The difference between loving a colour and living with one
There is a real difference between a colour you love to look at and a colour you can live with every day for fifteen years.
The colours I trust most are the ones that have a certain quietness to them. They do not make the most dramatic first impression. They are the ones that still feel exactly right a decade later, that you walk into on an ordinary Tuesday morning and still find something to love.
Warm or cool, and why it matters
Every colour sits somewhere on a spectrum between warm and cool, and understanding which side a shade falls on makes an enormous difference to how it reads in a kitchen.
Warm whites and creams, those with yellow or pink undertones, bring softness and comfort. They work beautifully in kitchens that are the heart of a busy family home, spaces that need to feel welcoming and lived in.
Cool whites and off-whites, those with green or blue undertones, feel cleaner and more crisp. They suit kitchens with generous natural light where they can feel genuinely luminous.

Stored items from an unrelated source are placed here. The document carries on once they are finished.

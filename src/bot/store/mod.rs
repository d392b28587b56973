pub mod json;
pub mod memory;

/// Narrow contract for everything the bot persists: a snapshot read plus an
/// atomic read-modify-write. Message handling is strictly sequential, so at
/// most one update is ever in flight per store.
pub trait Store<T>: Send + Sync {
    fn get(&self) -> T;
    fn update(&self, apply: &mut dyn FnMut(T) -> T);
}
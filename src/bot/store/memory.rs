use std::sync::Mutex;

use crate::bot::store::Store;

/// In-memory store for tests and embedding; same contract, no disk.
pub struct MemStore<T> {
    cell: Mutex<T>,
}

impl<T> MemStore<T> {
    pub fn new(initial: T) -> Self {
        Self {
            cell: Mutex::new(initial),
        }
    }
}

impl<T> Store<T> for MemStore<T>
where
    T: Clone + Send,
{
    fn get(&self) -> T {
        self.cell.lock().expect("store mutex poisoned").clone()
    }

    fn update(&self, apply: &mut dyn FnMut(T) -> T) {
        let mut cell = self.cell.lock().expect("store mutex poisoned");
        *cell = apply(cell.clone());
    }
}
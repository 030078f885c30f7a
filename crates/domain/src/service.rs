//! Service — a capability object bundling the characteristics of one
//! controllable aspect (Switch, Lightbulb, Speaker).
//!
//! Each service type has a default characteristic set created with the
//! service, and a set of optional characteristics that must be attached
//! explicitly. A characteristic that was never attached cannot be looked up.

use std::fmt;
use std::str::FromStr;
use std::sync::{Arc, Mutex};

use serde::{Deserialize, Serialize};

use crate::characteristic::{Characteristic, CharacteristicType, lock};
use crate::error::{NotFoundError, ValidationError};

/// HomeKit-style service types used to represent playback control.
#[derive(Debug, Clone, Copy, PartialEq, Eq, Hash, Serialize, Deserialize)]
pub enum ServiceType {
    Switch,
    Lightbulb,
    Speaker,
}

impl ServiceType {
    /// The host-facing name.
    #[must_use]
    pub fn as_str(self) -> &'static str {
        match self {
            Self::Switch => "Switch",
            Self::Lightbulb => "Lightbulb",
            Self::Speaker => "Speaker",
        }
    }

    /// Characteristics every instance carries from construction.
    #[must_use]
    pub fn default_characteristics(self) -> &'static [CharacteristicType] {
        match self {
            Self::Switch | Self::Lightbulb => &[CharacteristicType::On, CharacteristicType::Name],
            Self::Speaker => &[CharacteristicType::Mute, CharacteristicType::Name],
        }
    }

    /// Characteristics that may be attached after construction.
    #[must_use]
    pub fn optional_characteristics(self) -> &'static [CharacteristicType] {
        match self {
            Self::Switch => &[],
            Self::Lightbulb => &[CharacteristicType::Brightness],
            Self::Speaker => &[CharacteristicType::Volume],
        }
    }

    /// Whether `characteristic` can ever live on this service type.
    #[must_use]
    pub fn permits(self, characteristic: CharacteristicType) -> bool {
        self.default_characteristics().contains(&characteristic)
            || self.optional_characteristics().contains(&characteristic)
    }
}

impl fmt::Display for ServiceType {
    fn fmt(&self, f: &mut fmt::Formatter<'_>) -> fmt::Result {
        f.write_str(self.as_str())
    }
}

impl FromStr for ServiceType {
    type Err = NotFoundError;

    fn from_str(s: &str) -> Result<Self, Self::Err> {
        match s.to_ascii_lowercase().as_str() {
            "switch" => Ok(Self::Switch),
            "lightbulb" => Ok(Self::Lightbulb),
            "speaker" => Ok(Self::Speaker),
            _ => Err(NotFoundError {
                entity: "Service type",
                id: s.to_string(),
            }),
        }
    }
}

struct Inner {
    service_type: ServiceType,
    display_name: String,
    characteristics: Mutex<Vec<Characteristic>>,
}

/// Shared handle to a capability object.
///
/// Clones refer to the same object; use [`same_as`](Self::same_as) to compare
/// identity.
#[derive(Clone)]
pub struct Service {
    inner: Arc<Inner>,
}

impl Service {
    /// Construct a service with its default characteristics. `Name` is
    /// initialised to `display_name`.
    ///
    /// # Errors
    ///
    /// Returns [`ValidationError::EmptyName`] if `display_name` is blank.
    pub fn new(service_type: ServiceType, display_name: &str) -> Result<Self, ValidationError> {
        if display_name.trim().is_empty() {
            return Err(ValidationError::EmptyName);
        }

        let characteristics = service_type
            .default_characteristics()
            .iter()
            .map(|ty| Characteristic::new(*ty))
            .collect::<Vec<_>>();

        let service = Self {
            inner: Arc::new(Inner {
                service_type,
                display_name: display_name.to_string(),
                characteristics: Mutex::new(characteristics),
            }),
        };

        if let Some(name) = service.get_characteristic(CharacteristicType::Name) {
            name.set_value(display_name)?;
        }

        Ok(service)
    }

    #[must_use]
    pub fn service_type(&self) -> ServiceType {
        self.inner.service_type
    }

    #[must_use]
    pub fn display_name(&self) -> &str {
        &self.inner.display_name
    }

    /// Snapshot of the attached characteristics, in attachment order.
    #[must_use]
    pub fn characteristics(&self) -> Vec<Characteristic> {
        lock(&self.inner.characteristics).clone()
    }

    #[must_use]
    pub fn has_characteristic(&self, characteristic: CharacteristicType) -> bool {
        self.get_characteristic(characteristic).is_some()
    }

    /// Look up an attached characteristic.
    #[must_use]
    pub fn get_characteristic(&self, characteristic: CharacteristicType) -> Option<Characteristic> {
        lock(&self.inner.characteristics)
            .iter()
            .find(|c| c.characteristic_type() == characteristic)
            .cloned()
    }

    /// Like [`get_characteristic`](Self::get_characteristic) but reports a
    /// missing characteristic as an error.
    ///
    /// # Errors
    ///
    /// Returns [`NotFoundError`] when the characteristic is not attached.
    pub fn characteristic(
        &self,
        characteristic: CharacteristicType,
    ) -> Result<Characteristic, NotFoundError> {
        self.get_characteristic(characteristic)
            .ok_or_else(|| NotFoundError {
                entity: "Characteristic",
                id: format!("{}.{characteristic}", self.service_type()),
            })
    }

    /// Attach an optional characteristic. Attaching one that is already
    /// present returns the existing handle.
    ///
    /// # Errors
    ///
    /// Returns [`ValidationError::UnsupportedCharacteristic`] if the service
    /// type does not permit it.
    pub fn add_characteristic(
        &self,
        characteristic: CharacteristicType,
    ) -> Result<Characteristic, ValidationError> {
        if !self.service_type().permits(characteristic) {
            return Err(ValidationError::UnsupportedCharacteristic {
                service: self.service_type(),
                characteristic,
            });
        }

        let mut characteristics = lock(&self.inner.characteristics);
        if let Some(existing) = characteristics
            .iter()
            .find(|c| c.characteristic_type() == characteristic)
        {
            return Ok(existing.clone());
        }

        let added = Characteristic::new(characteristic);
        characteristics.push(added.clone());
        Ok(added)
    }

    /// The characteristic carrying the volume, if any (`Brightness` on a
    /// light, `Volume` on a speaker).
    #[must_use]
    pub fn volume_characteristic(&self) -> Option<Characteristic> {
        self.get_characteristic(CharacteristicType::Volume)
            .or_else(|| self.get_characteristic(CharacteristicType::Brightness))
    }

    /// Whether both handles refer to the same capability object.
    #[must_use]
    pub fn same_as(&self, other: &Self) -> bool {
        Arc::ptr_eq(&self.inner, &other.inner)
    }
}

impl fmt::Debug for Service {
    fn fmt(&self, f: &mut fmt::Formatter<'_>) -> fmt::Result {
        f.debug_struct("Service")
            .field("type", &self.service_type())
            .field("display_name", &self.display_name())
            .field("characteristics", &self.characteristics())
            .finish()
    }
}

The trap many people fall into is choosing a white or neutral without understanding its undertone, then wondering why it does not look the way they expected. Always look at a colour in your own light before committing. What you see in a showroom, or on a screen, or on a small paint card held at arm's length, is never quite what you will live with.
Our approach to colour
We work with a wide palette of painted finishes, carefully curated to offer the range and depth a kitchen deserves. Soft, nature-led greens. Warm, dusty pinks. Quiet off-whites with genuine character. Deeper, more expressive tones for those who want their kitchen to make a bolder statement without losing its elegance.
But we never stop there. If you have a colour in mind that feels deeply personal to your home, we will find a way to make it happen. We colour-match to Farrow and Ball and Little Greene as a matter of course, and we will happily explore beyond that too. Some of the most beautiful kitchens we have designed have been built around a colour a client brought to us from somewhere else entirely, a fabric, a flower, a memory of a room they once loved.

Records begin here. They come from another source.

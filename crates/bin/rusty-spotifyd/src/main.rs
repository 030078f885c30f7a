//! # rusty-spotifyd — Spotify bridge daemon
//!
//! Composition root that wires the plugin into the in-process host and
//! serves the resulting accessories over HTTP.
//!
//! ## Responsibilities
//! - Parse configuration (config file, env vars)
//! - Install the `tracing` subscriber
//! - Initialise the Spotify plugin once per configured capability kind
//! - Launch the configured accessory and platform blocks
//! - Build the axum router around the running bridge
//! - Bind to a TCP port and serve
//! - Handle graceful shutdown (SIGINT), stopping platform refresh loops
//!
//! ## Dependency rule
//! This is the **only** crate that depends on all other crates.
//! It is the wiring layer — no domain logic belongs here.

mod config;

use std::sync::Arc;

use anyhow::Context;
use rusty_spotify_adapter_http_axum::state::AppState;
use rusty_spotify_adapter_spotify::SpotifyModule;
use rusty_spotify_app::bridge::LocalBridge;
use rusty_spotify_app::registrar::initialize;
use tracing_subscriber::EnvFilter;

use crate::config::Config;

#[tokio::main]
async fn main() -> anyhow::Result<()> {
    let config = Config::load().context("loading configuration")?;

    tracing_subscriber::fmt()
        .with_env_filter(EnvFilter::new(&config.logging.filter))
        .init();

    // Plugin
    let module = Arc::new(SpotifyModule::new().context("building Spotify client")?);
    let mut bridge = LocalBridge::new(config.bridge.version.clone());
    for kind in config.capabilities() {
        initialize(&mut bridge, kind, Arc::clone(&module))
            .with_context(|| format!("initialising {kind} capability"))?;
    }

    // Launch
    let entries = config.plugin_entries()?;
    tracing::info!(
        bridge = %config.bridge.name,
        version = %config.bridge.version,
        entries = entries.len(),
        "launching bridge"
    );
    let running = Arc::new(bridge.launch(entries).context("launching plugin blocks")?);

    // HTTP
    let app = rusty_spotify_adapter_http_axum::router::build(AppState::from_arc(Arc::clone(
        &running,
    )));

    let bind_addr = config.bind_addr();
    let listener = tokio::net::TcpListener::bind(&bind_addr)
        .await
        .with_context(|| format!("binding {bind_addr}"))?;
    tracing::info!(%bind_addr, "rusty-spotifyd listening");

    axum::serve(listener, app)
        .with_graceful_shutdown(shutdown_signal())
        .await?;

    running.shutdown();
    tracing::info!("rusty-spotifyd stopped");
    Ok(())
}

async fn shutdown_signal() {
    if let Err(err) = tokio::signal::ctrl_c().await {
        tracing::error!(error = %err, "failed to listen for shutdown signal");
        std::future::pending::<()>().await;
    }
    tracing::info!("shutdown signal received");
}
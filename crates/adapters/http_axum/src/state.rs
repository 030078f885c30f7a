//! Shared application state for axum handlers.

use std::sync::Arc;

use rusty_spotify_app::bridge::RunningBridge;

/// Application state shared across all axum handlers.
#[derive(Clone)]
pub struct AppState {
    /// The launched bridge whose accessories the API exposes.
    pub bridge: Arc<RunningBridge>,
}

impl AppState {
    #[must_use]
    pub fn new(bridge: RunningBridge) -> Self {
        Self::from_arc(Arc::new(bridge))
    }

    /// Create the state from a bridge already shared with other tasks.
    #[must_use]
    pub fn from_arc(bridge: Arc<RunningBridge>) -> Self {
        Self { bridge }
    }
}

Colour should feel personal. Our job is to help you find the one that feels entirely, unmistakably yours.
A few questions worth sitting with
If you are beginning to think about colour for your kitchen, here are the questions I find most useful before looking at a single swatch.
How does the light move through your kitchen across the day, and what is the quality of that light? Is it warm and golden, or cool and bright?
What materials will the colour sit alongside? Stone, timber and brass all respond differently to warm and cool shades and finding a colour that honours those materials rather than competing with them makes an enormous difference.
How do you want the kitchen to feel? Calm and restorative? Warm and sociable? Quietly elegant? The feeling comes first. The colour follows.
And finally, can you imagine living with this colour on a quiet weekday morning as well as a bright sunny afternoon? If the answer is yes, you are probably on the right track.
Come and see the colours in person
The single most useful thing you can do when choosing a kitchen colour is to see it in real conditions, in a real kitchen, in real light.
Our showroom in Boroughbridge is designed exactly for this. You can see our painted finishes across different kitchen styles, watch how they shift as the Yorkshire light moves through the day, and talk through the options with me in a calm, unhurried setting.
Colour is personal and getting it right matters enormously. I am always happy to spend as much time on it as it takes.
Colour has a way of finding you. Trust the one that makes you feel at home.